Boundary’s Edge

Author : TPKeating

It took me just a few minutes to unpack and activate the robot.

“How can I assist you, friend?” she asked, softly.

Friend?

I could leave her on for a year, for five years, ten, learning and developing and simply being, and then simply shut her down on a whim. Without warning. Erasing her experiences completely. Some friend that would be.

“We’re in trouble. Get us out of here.”

“Could you be more specific?”

“Hell, get us away from this nightmare of a place by the quickest route to civilization possible. Friend.”

She scanned the bloody scene for a few seconds. “OK.” She walked off, leading the way through stony scrubland flecked with red clay.

From a short distance you’d mistake her for a living woman. Any nearer, and you may notice the book of operating instructions in my hand and begin to wonder. With long chestnut hair, which billowed in a warm breeze, she appeared to be in her mid-twenties. According to her storage container, she was over thirty years old. About my age. We both wore the grey company uniform.

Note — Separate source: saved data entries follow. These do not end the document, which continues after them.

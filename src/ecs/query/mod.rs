//! Utilities for *queries* over entities in ECS.

use std::fmt;

use super::component::{Component, ComponentType, Signature};
use super::Entity;


/// Predicate over component types attached to the entity.
///
/// Entity matches the query if it has components of all `must_have` types
/// and has no components of `must_not_have` types.
///
/// Both lists are kept sorted and without duplicates,
/// so queries built in different order are equal and have equal hashes.
/// This makes the query its own cache key.
///
#[derive(Debug, Clone, Default, PartialEq, Eq, Hash)]
pub struct Query {
    must_have: Vec<ComponentType>,
    must_not_have: Vec<ComponentType>,
}

impl Query {
    /// Creates a query which matches every entity.
    pub fn new() -> Self {
        Self::default()
    }

    /// Requires component of type `T` to be attached.
    pub fn with<T>(self) -> Self
    where
        T: Component,
    {
        self.with_type(ComponentType::of::<T>())
    }

    /// Requires component of type `T` to be absent.
    pub fn without<T>(self) -> Self
    where
        T: Component,
    {
        self.without_type(ComponentType::of::<T>())
    }

    /// Requires components of all types of the signature to be attached.
    pub fn with_all<S>(mut self) -> Self
    where
        S: Signature,
    {
        for kind in S::component_types().iter() {
            insert_sorted(&mut self.must_have, *kind);
        }
        self
    }

    /// Requires components of all types of the signature to be absent.
    pub fn without_all<S>(mut self) -> Self
    where
        S: Signature,
    {
        for kind in S::component_types().iter() {
            insert_sorted(&mut self.must_not_have, *kind);
        }
        self
    }

    /// Requires component of given type to be attached.
    pub fn with_type(mut self, kind: ComponentType) -> Self {
        insert_sorted(&mut self.must_have, kind);
        self
    }

    /// Requires component of given type to be absent.
    pub fn without_type(mut self, kind: ComponentType) -> Self {
        insert_sorted(&mut self.must_not_have, kind);
        self
    }

    /// Types which must be attached, in canonical order.
    pub fn must_have(&self) -> &[ComponentType] {
        &self.must_have
    }

    /// Types which must be absent, in canonical order.
    pub fn must_not_have(&self) -> &[ComponentType] {
        &self.must_not_have
    }

    /// All types this query refers to.
    pub fn component_types(&self) -> impl Iterator<Item = ComponentType> + '_ {
        self.must_have
            .iter()
            .chain(self.must_not_have.iter())
            .copied()
    }

    /// Returns `true` if the entity satisfies this query.
    pub fn matches(&self, entity: &Entity) -> bool {
        self.must_have.iter().all(|&kind| entity.has_type(kind))
            && !self.must_not_have.iter().any(|&kind| entity.has_type(kind))
    }
}

fn insert_sorted(types: &mut Vec<ComponentType>, kind: ComponentType) {
    if let Err(index) = types.binary_search(&kind) {
        types.insert(index, kind);
    }
}

impl fmt::Display for Query {
    fn fmt(&self, f: &mut fmt::Formatter) -> fmt::Result {
        if self.must_have.is_empty() && self.must_not_have.is_empty() {
            return f.write_str("*");
        }
        let with = self.must_have.iter().map(|kind| ('+', kind));
        let without = self.must_not_have.iter().map(|kind| ('-', kind));
        for (i, (sign, kind)) in with.chain(without).enumerate() {
            if i > 0 {
                f.write_str(" ")?;
            }
            write!(f, "{}{}", sign, kind)?;
        }
        Ok(())
    }
}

The hot yellow-orange sun on our backs, which discomforted only me, we kept away from the small prefabricated buildings we found after two hours, riddled with blast holes, and the bodies of the dead, also wearing the grey company uniform. They too were riddled with blast holes.

“Hey, robot, I didn’t know there’d been a battle in Base Colony Two. Was it a local dispute, or could anybody join in?” Despite my flippancy, I was deeply troubled. I hadn’t heard about any of this, so just how much information was a unit like her privy too, and from which networks?

“I’d ascribe it to a rival firm. Perhaps a chemical slipped into the water supply. Competition among humans can be notoriously fierce.”

“Yeah, notoriously.” Were robots programmed for irony?

She’d seen the results of the earlier insanity when I powered her up. An utter bloodlust, which had come from nowhere this morning and devastated Base Colony One, almost to a man. My turn to check the hilltop sensor array had saved me. After the sound of the first shot reached me, I grabbed my field binoculars and witnessed the deaths of my ten colleagues. Swift, brutal, sickening.

Thankfully, this emergency robot came with simple instructions, and deploying it was a mandatory part of company training. In fact with a robotic mind in a robotic body, she’d be immune to that sort of irrationality. Exoplanet mining, as we all knew when we signed up, was notoriously dangerous.

A few steps further on I stumbled, and she lent me her artificial, curiously warm hand. Another hour later, she stopped.

“Here we are, friend.” We’d arrived at an intact prefabricated building. No blast holes. She slipped inside. Allowing myself to relax, I unzipped a pocket and put the operating manual away.

“Here being where, precisely?” She hadn’t knocked, which under normal circumstances would have been a breach of protocol. Had she sustained damage in the battle? She emerged. Aiming a particle gun. “My fellow robots confirm that the insanity is incurable for humans, so I’ll be leaving Boundary in the scout ship which is docked behind this structure. It’s for the best. Don’t worry though, you’ll only be unconscious for thirty minutes. Plus there’s another scout ship 6 miles north of here. Telling you about it is the least I can do. It’s what friends are for.”

“North?”

“That way.” I followed the direction she pointed to with her slender hand. Which meant I was completely distracted and unable to avoid her shot.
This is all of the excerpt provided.